They Don't Let Go

by scribefindegil



Category: The Adventure Zone (Podcast)
Genre: Cuddlefic, Gen, Hugs, Post-Canon, Space family, all the hugs, it was supposed to be fluff but then everyone cried so???, magically assisted hand-holding, now one big family, secret moon base family
Language: English
Status: Completed
Published: 2017-07-25
Updated: 2017-07-25
Packaged: 2018-12-06 23:30:07
Rating: General Audiences
Warnings: No Archive Warnings Apply
Chapters: 1
Words: 2,197
Publisher: archiveofourown.org
Story URL: https://archiveofourown.org/works/11611209
Author URL: https://archiveofourown.org/users/scribefindegil/pseuds/scribefindegil
Summary: It's later. The world didn't end.Lucretia doesn't know how to keep moving forwards. Neither does anyone else, but at least they're starting with a cuddle pile.





	They Don't Let Go

**Author's Note:**

> Cuddlefic prompt from bpdtaak0 on tumblr: starblaster crew together again post world-saving.
> 
> Written after ep 67 under the assumption that they save the world and everyone is Okay.
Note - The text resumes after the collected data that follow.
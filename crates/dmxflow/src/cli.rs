use clap::{Parser, Subcommand};
use std::path::PathBuf;

#[derive(Parser, Debug)]
#[command(name = "dmxflow")]
#[command(about = "DMX512 output over USB interfaces", long_about = None)]
#[command(version)]
pub struct Cli {
    /// Output config file (TOML). Defaults to the user config directory.
    #[arg(long, global = true)]
    pub config: Option<PathBuf>,

    /// Use N virtual serial interfaces instead of real hardware
    #[arg(long, value_name = "N", global = true)]
    pub loopback: Option<usize>,

    /// Log level: trace, debug, info, warn, error
    #[arg(long, default_value = "warn", global = true)]
    pub log_level: String,

    /// Also write logs to this directory
    #[arg(long, global = true)]
    pub log_dir: Option<PathBuf>,

    #[command(subcommand)]
    pub command: Command,
}

#[derive(Subcommand, Debug)]
pub enum Command {
    /// List detected outputs
    List,

    /// Show plugin status, or details of one output
    Info {
        /// Output number (1-based)
        #[arg(short, long, value_parser = clap::value_parser!(u32).range(1..))]
        output: Option<u32>,
    },

    /// Set one channel on an output and hold it
    Send {
        /// Output number (1-based)
        #[arg(short, long, value_parser = clap::value_parser!(u32).range(1..))]
        output: u32,

        /// DMX channel (1-512)
        #[arg(short, long, value_parser = clap::value_parser!(u32).range(1..=512))]
        channel: u32,

        /// Channel value (0-255)
        #[arg(short, long)]
        value: u8,

        /// How long to keep transmitting, in milliseconds
        #[arg(long, default_value = "2000")]
        hold_ms: u64,
    },

    /// Inspect or edit the universe patch
    Patch {
        /// Patch file (.ron or .json). Defaults to the user config directory.
        #[arg(short, long, global = true)]
        file: Option<PathBuf>,

        #[command(subcommand)]
        action: PatchAction,
    },

    /// Inspect or initialize the output config
    Config {
        #[command(subcommand)]
        action: ConfigAction,
    },
}

#[derive(Subcommand, Debug)]
pub enum PatchAction {
    /// Print the patch table
    Show,

    /// Route a universe to a plugin output and save
    Set {
        /// Universe number (1-based)
        #[arg(short, long, value_parser = clap::value_parser!(u32).range(1..))]
        universe: u32,

        /// Plugin name, or "None" to unpatch
        #[arg(short, long, default_value = "USB DMX Output")]
        plugin: String,

        /// Output number (1-based)
        #[arg(short, long, default_value = "1", value_parser = clap::value_parser!(u32).range(1..))]
        output: u32,
    },

    /// Write the current patch to another file
    Save {
        /// Destination (.ron or .json)
        path: PathBuf,
    },
}

#[derive(Subcommand, Debug)]
pub enum ConfigAction {
    /// Print the effective config as TOML
    Show,

    /// Write the default config to the config path
    Init {
        /// Overwrite an existing file
        #[arg(long)]
        force: bool,
    },
}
It’s later. The world didn’t end.

Lucretia picks her way across what was once the central quad of the Bureau of Balance, and is now just . . . remnants. Cracked cobblestones. Scorched grass.
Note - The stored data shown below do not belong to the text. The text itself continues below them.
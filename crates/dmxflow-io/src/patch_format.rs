//! On-disk format of a saved universe patch.
//!
//! A patch file wraps the [`PatchMap`] with a format version and timestamps.
//! RON and JSON are supported; the file extension selects the format.

use crate::error::{IoError, Result};
use chrono::{DateTime, Utc};
use dmxflow_core::PatchMap;
use serde::{Deserialize, Serialize};
use std::fs::{self, File};
use std::io::Write;
use std::path::Path;

/// Current patch file format version.
pub const PATCH_FILE_VERSION: &str = "1.0.0";

/// Maximum accepted patch file size (1 MB).
pub const MAX_PATCH_FILE_SIZE: u64 = 1024 * 1024;

/// Serialization format of a patch file
#[derive(Debug, Clone, Copy, PartialEq, Eq)]
pub enum PatchFormat {
    /// Rusty Object Notation (`.ron`, `.dmxpatch`)
    Ron,
    /// JSON (`.json`)
    Json,
}

impl PatchFormat {
    /// Format for a path, defaulting to RON when there is no extension.
    pub fn from_path(path: &Path) -> Result<Self> {
        let extension = path
            .extension()
            .and_then(|ext| ext.to_str())
            .unwrap_or("ron");

        match extension {
            "json" => Ok(Self::Json),
            "ron" | "dmxpatch" => Ok(Self::Ron),
            other => Err(IoError::UnsupportedFormat(other.to_string())),
        }
    }
}

/// Top-level structure of a saved patch.
#[derive(Debug, Clone, Serialize, Deserialize, PartialEq)]
pub struct PatchFile {
    /// Format version.
    pub version: String,
    /// Timestamps.
    pub metadata: PatchMetadata,
    /// Universe routing.
    pub patch: PatchMap,
}

/// Metadata stored alongside the patch.
#[derive(Debug, Clone, Serialize, Deserialize, PartialEq)]
pub struct PatchMetadata {
    /// When the patch file was first written.
    pub created_at: DateTime<Utc>,
    /// Last save.
    pub modified_at: DateTime<Utc>,
}

impl PatchFile {
    /// Wrap a patch map, stamping both timestamps with the current time.
    pub fn new(patch: PatchMap) -> Self {
        let now = Utc::now();
        Self {
            version: PATCH_FILE_VERSION.to_string(),
            metadata: PatchMetadata {
                created_at: now,
                modified_at: now,
            },
            patch,
        }
    }

    /// Read a patch file; the format follows the extension.
    pub fn load(path: &Path) -> Result<Self> {
        Self::load_with_limit(path, MAX_PATCH_FILE_SIZE)
    }

    fn load_with_limit(path: &Path, limit: u64) -> Result<Self> {
        let format = PatchFormat::from_path(path)?;

        let size = fs::metadata(path)?.len();
        if size > limit {
            return Err(IoError::FileTooLarge { size, limit });
        }

        let content = fs::read_to_string(path)?;
        let file = match format {
            PatchFormat::Json => serde_json::from_str(&content)?,
            PatchFormat::Ron => ron::from_str(&content)?,
        };
        Ok(file)
    }

    /// Write the patch file and bump `modified_at`.
    pub fn save(&mut self, path: &Path) -> Result<()> {
        let format = PatchFormat::from_path(path)?;
        self.metadata.modified_at = Utc::now();

        match format {
            PatchFormat::Json => {
                let file = File::create(path)?;
                serde_json::to_writer_pretty(file, self)?;
            }
            PatchFormat::Ron => {
                let s = ron::ser::to_string_pretty(self, ron::ser::PrettyConfig::default())?;
                let mut file = File::create(path)?;
                file.write_all(s.as_bytes())?;
            }
        }

        tracing::debug!("Saved patch to {}", path.display());
        Ok(())
    }
}

#[cfg(test)]
mod tests {
    use super::*;
    use tempfile::NamedTempFile;

    #[test]
    fn test_format_from_extension() {
        assert_eq!(PatchFormat::from_path(Path::new("a.json")).unwrap(), PatchFormat::Json);
        assert_eq!(PatchFormat::from_path(Path::new("a.ron")).unwrap(), PatchFormat::Ron);
        assert_eq!(PatchFormat::from_path(Path::new("patch")).unwrap(), PatchFormat::Ron);
        assert!(matches!(
            PatchFormat::from_path(Path::new("a.txt")),
            Err(IoError::UnsupportedFormat(_))
        ));
    }

    #[test]
    fn test_created_at_survives_resave() {
        let mut patch_file = PatchFile::new(PatchMap::new(2));
        let created = patch_file.metadata.created_at;

        let file = NamedTempFile::new().unwrap();
        let path = file.path().with_extension("ron");
        std::thread::sleep(std::time::Duration::from_millis(10));
        patch_file.save(&path).unwrap();

        let loaded = PatchFile::load(&path).unwrap();
        assert_eq!(loaded.metadata.created_at, created);
        assert!(loaded.metadata.modified_at > created);
    }

    #[test]
    fn test_load_file_too_large() {
        let file = NamedTempFile::new().unwrap();
        let path = file.path().with_extension("json");
        fs::write(&path, vec![b' '; 1024]).unwrap();

        let result = PatchFile::load_with_limit(&path, 500);
        assert!(matches!(
            result,
            Err(IoError::FileTooLarge {
                size: 1024,
                limit: 500
            })
        ));
    }
}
She doesn’t need to run away or build this rubble up into another shield. Doesn’t need to agonize over the fate of the world. For the first time in one hundred and eleven years, she’s free.

And she has no idea what to do. She reaches out her hand for a staff that isn’t there and almost stumbles. She scans the sky and knows, for the first time in so long, that there’s nothing coming, and she feels empty.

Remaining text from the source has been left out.